Polemik yang terjadi pasca keluarnya Surat Keputusan IMI terkait Juara Nasional Indonesia Touring Car Race (ITCR) Max masih berbuntut panjang. Pasalnya, Toyota Team Indonesia, sebagai tim yang dirugikan atas SK tersebut melihat bahwa ada cara-cara yang tidak wajar atas keluarnya SK tersebut.

“Saya kecewa banget, keputusan itu aneh banget. Tapi daripada ada selisih dengan pihak lain, saya akan menempuh jalaur lain. Tapi itu belum bisa saya publish ke teman-teman. (Kecurangan) Itu nyata banget dan semua orang tahu duduk masalahnya, dan kok bisa seperti ini akhirnya,” ujar Memet Djumhana.

Bagi pria yang telah malang melintang di dunia motorsport ini, kalau Toyota Team Indonesia kalah denganĀ  cara yang wajar, itu bukan masalah. Namun yang terjadi, ada praktik kotor yang disinyalir menjadi landasan atas pengeluaran SK tersebut.

“Ini mah ngarang-ngarang (keputusannya). Kalau mau juara ya silakan saja ambil, tapi jangan seperti ini caranya, malu lah kalau kaya gini caranya,” tambah Memet Djumhana.

Jika Toyota Team Indonesia mau memprotes apa yang tejadi saat putaran terakhir yang digelar di BSD, Tangerang, bisa saja.
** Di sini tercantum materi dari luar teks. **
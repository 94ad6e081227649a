//! printshop - CLI tool to quote, upload and order 3D prints.

mod render;

use std::path::{Path, PathBuf};

use anyhow::{Context, Result};
use clap::{Args, Parser, Subcommand};
use tracing::{debug, error, info, warn};
use tracing_subscriber::EnvFilter;

use printshop_core::config::float_cmp::approx_eq;
use printshop_core::{
    quote_model_file, Color, Infill, LayerHeight, Material, ModelFile, OrderPatch, OrderSession,
    PrintSettings, Quote, ShippingForm, ShopConfig, ShopError, Step, SupportStructure,
    UploadStatus, Uploader,
};

/// Quote, upload and order 3D prints.
#[derive(Parser, Debug)]
#[command(name = "printshop")]
#[command(author, version, about, long_about = None)]
struct Cli {
    /// JSON configuration file
    #[arg(short, long, global = true)]
    config: Option<PathBuf>,

    /// Upload endpoint URL or path
    #[arg(long, global = true, env = "PRINTSHOP_UPLOAD_URL")]
    endpoint: Option<String>,

    /// Verbose output
    #[arg(short, long, global = true)]
    verbose: bool,

    #[command(subcommand)]
    command: Command,
}

#[derive(Subcommand, Debug)]
enum Command {
    /// Estimate the price of printing a model file
    Quote {
        /// Model file (STL, OBJ, 3MF)
        #[arg(short, long)]
        input: PathBuf,

        #[command(flatten)]
        settings: SettingsArgs,

        /// Output the breakdown as JSON
        #[arg(long)]
        json: bool,
    },
    /// Upload a model file to the storefront
    Upload {
        /// Model file (STL, OBJ, 3MF)
        #[arg(short, long)]
        input: PathBuf,
    },
    /// Validate a shipping form given as a JSON object
    ValidateShipping {
        /// JSON file with name, email, address, city, zip, country, phone
        #[arg(short, long)]
        form: PathBuf,
    },
    /// Upload, configure and place an order in one go
    Order {
        /// Model file (STL, OBJ, 3MF)
        #[arg(short, long)]
        input: PathBuf,

        /// Shipping form JSON file
        #[arg(short, long)]
        shipping: PathBuf,

        /// Ordering user id
        #[arg(long)]
        user_id: i64,

        /// Number of copies
        #[arg(short, long, default_value = "1")]
        quantity: u32,

        #[command(flatten)]
        settings: SettingsArgs,
    },
}

/// Print settings shared by the quoting and ordering commands.
#[derive(Args, Debug)]
struct SettingsArgs {
    /// Material (pla, abs, petg, tpu)
    #[arg(long, default_value = "pla")]
    material: Material,

    /// Color (white, black, red, blue, gray)
    #[arg(long, default_value = "white")]
    color: Color,

    /// Layer height in mm (0.10 to 0.30, step 0.05)
    #[arg(long, default_value = "0.2")]
    layer_height: f64,

    /// Infill percent (10 to 100, step 5)
    #[arg(long, default_value = "20")]
    infill: i64,

    /// Support structure (none, auto, everywhere, buildplate)
    #[arg(long, default_value = "auto")]
    support: SupportStructure,
}

impl SettingsArgs {
    fn to_settings(&self) -> PrintSettings {
        let settings = PrintSettings {
            material: self.material,
            color: self.color,
            layer_height: LayerHeight::from_mm(self.layer_height),
            infill: Infill::new(self.infill),
            support_structure: self.support,
        };
        if !approx_eq(settings.layer_height.mm(), self.layer_height) {
            warn!(
                "Layer height {} mm adjusted to {} mm",
                self.layer_height,
                settings.layer_height.mm()
            );
        }
        if settings.infill.percent() as i64 != self.infill {
            warn!(
                "Infill {}% adjusted to {}%",
                self.infill,
                settings.infill.percent()
            );
        }
        settings
    }
}

#[tokio::main(flavor = "current_thread")]
async fn main() -> Result<()> {
    let cli = Cli::parse();

    // Initialize logging
    let filter = if cli.verbose {
        EnvFilter::new("debug")
    } else {
        EnvFilter::new("info")
    };

    tracing_subscriber::fmt()
        .with_env_filter(filter)
        .with_target(false)
        .init();

    let mut config = match &cli.config {
        Some(path) => ShopConfig::from_json_file(path)
            .with_context(|| format!("Failed to load config {}", path.display()))?,
        None => ShopConfig::default(),
    };
    if let Some(endpoint) = &cli.endpoint {
        config.set_endpoint(endpoint);
    }
    debug!("Upload endpoint: {}", config.upload.endpoint);

    match cli.command {
        Command::Quote {
            input,
            settings,
            json,
        } => quote(&input, &settings.to_settings(), &config, json),
        Command::Upload { input } => {
            let mut session = OrderSession::new(config.limits.clone());
            upload(&mut session, &input, &config).await
        }
        Command::ValidateShipping { form } => {
            let form = read_shipping_form(&form)?;
            match printshop_core::validate_shipping(&form) {
                Ok(details) => {
                    println!("{}", serde_json::to_string_pretty(&details)?);
                    Ok(())
                }
                Err(errors) => {
                    for err in errors.iter() {
                        error!("{}", err);
                    }
                    anyhow::bail!("Validation failed");
                }
            }
        }
        Command::Order {
            input,
            shipping,
            user_id,
            quantity,
            settings,
        } => order(&input, &shipping, user_id, quantity, &settings.to_settings(), &config).await,
    }
}

fn quote(input: &Path, settings: &PrintSettings, config: &ShopConfig, json: bool) -> Result<()> {
    info!("Quoting: {}", input.display());

    let breakdown = quote_model_file(input, settings, &config.limits)
        .with_context(|| format!("Failed to quote {}", input.display()))?;

    if json {
        println!("{}", serde_json::to_string_pretty(&breakdown)?);
        return Ok(());
    }

    let name = input.file_name().and_then(|s| s.to_str());
    println!("{}", render::render_quote(name, settings, &Quote::Priced(breakdown)));
    Ok(())
}

/// Select `input` in the session and upload it, cancelling on Ctrl-C.
async fn upload(session: &mut OrderSession, input: &Path, config: &ShopConfig) -> Result<()> {
    let file = ModelFile::from_path(input)
        .with_context(|| format!("Failed to read {}", input.display()))?;
    info!("Uploading {} ({:.2} MB)", file.name, file.size_mib());

    let uploader = Uploader::new(&config.upload)?;
    let ticket = session.select_file(file)?;
    let Some(pending) = session.pending_file() else {
        anyhow::bail!("No file selected");
    };
    let mut events = uploader.start(&ticket, pending);

    let ctrl_c = tokio::signal::ctrl_c();
    tokio::pin!(ctrl_c);
    let mut last_logged = 0;

    loop {
        tokio::select! {
            event = events.recv() => {
                let Some(event) = event else { break };
                let terminal = event.is_terminal();
                session.apply_upload_event(ticket.id(), event);
                let percent = session.upload_status().percent();
                if !terminal && percent >= last_logged + 10 {
                    info!("{}", session.upload_status().message());
                    last_logged = percent - percent % 10;
                }
                if terminal {
                    break;
                }
            }
            _ = &mut ctrl_c, if !session.upload_status().is_terminal() => {
                warn!("Interrupted, cancelling upload");
                session.cancel_upload();
            }
        }
    }

    match session.upload_status() {
        UploadStatus::Succeeded(response) => {
            info!("{}", session.upload_status().message());
            if let Some(url) = &response.file_url {
                info!("Stored as {}", url);
            }
            Ok(())
        }
        UploadStatus::Failed(failure) => Err(ShopError::Upload(failure.clone()).into()),
        UploadStatus::Cancelled => anyhow::bail!("Upload cancelled"),
        other => anyhow::bail!("Upload ended unexpectedly: {:?}", other),
    }
}

async fn order(
    input: &Path,
    shipping: &Path,
    user_id: i64,
    quantity: u32,
    settings: &PrintSettings,
    config: &ShopConfig,
) -> Result<()> {
    let form = read_shipping_form(shipping)?;
    let mut session = OrderSession::new(config.limits.clone());

    upload(&mut session, input, config).await?;
    debug!("Step: {}", session.step());

    session
        .update(OrderPatch::settings(*settings))
        .context("Failed to apply print settings")?;

    for step in [Step::Settings, Step::Checkout, Step::Payment] {
        if session.advance() != step {
            anyhow::bail!("Could not reach the {} step", step);
        }
    }

    let name = session.state().uploaded_file.as_ref().map(|f| f.name.as_str());
    println!("{}", render::render_quote(name, &session.state().settings, session.quote()));
    if let Some(summary) = session.checkout_summary() {
        println!("{}", render::render_checkout(&summary));
    }

    match session.submit_shipping(&form) {
        Ok(details) => info!("Shipping to {}, {}", details.city, details.country),
        Err(ShopError::Validation(errors)) => {
            for err in errors.iter() {
                error!("{}", err);
            }
            anyhow::bail!("Shipping validation failed");
        }
        Err(err) => return Err(err.into()),
    }

    let submission = session.place_order(user_id, quantity)?;
    info!("Your order has been successfully placed!");
    println!("{}", serde_json::to_string_pretty(&submission)?);
    Ok(())
}

fn read_shipping_form(path: &Path) -> Result<ShippingForm> {
    let content = std::fs::read_to_string(path)
        .with_context(|| format!("Failed to read {}", path.display()))?;
    serde_json::from_str(&content)
        .with_context(|| format!("{} is not a JSON object of strings", path.display()))
}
Saat itu, Alvin Bahar dengan Honda Jazznya kedapatan underweight saat penimbangan usai melakukan kualifikasi.

Minim bobot yang diperbolehkan adalah 1.050 kg, namun saat penimbangan mobil dengan kelir merah dan hitam tersebut kurang dari bobot minimum, yakni 1.047 kg, artinya memang mobil tersebut underweight dan harus memulai balapan dari posisi paling belakang atau didiskualifikasi dan tidak bisa mengikuti balapan.

“”Dia underweight. Gini, intinya si Jepang (Toshio Obara dan Hori San) tidak mau ada banyak protes, walaupun ketahuan itu salah. Karena ini kan balapan, ya sudah balapan saja. Kalau sifatnya tidak terlalu signifikan, ya sudah biarin aja. Mereka (TRD Indonesia) tahu itu underweight,” pungkasnya.

Tapi apakah saat mobil underweight itu langsung ada penindakan? Tidak! Justru beberapa pihak mengklaim bahwa sensor timbangan rusak. Apabila rusak, mungkin empat mobil sebelum mobil Alvin naik ke timbangan, juga mengalami kerusakan, tapi keempat mobil tersebut tidak mengalami kesalahan dalam penimbangan.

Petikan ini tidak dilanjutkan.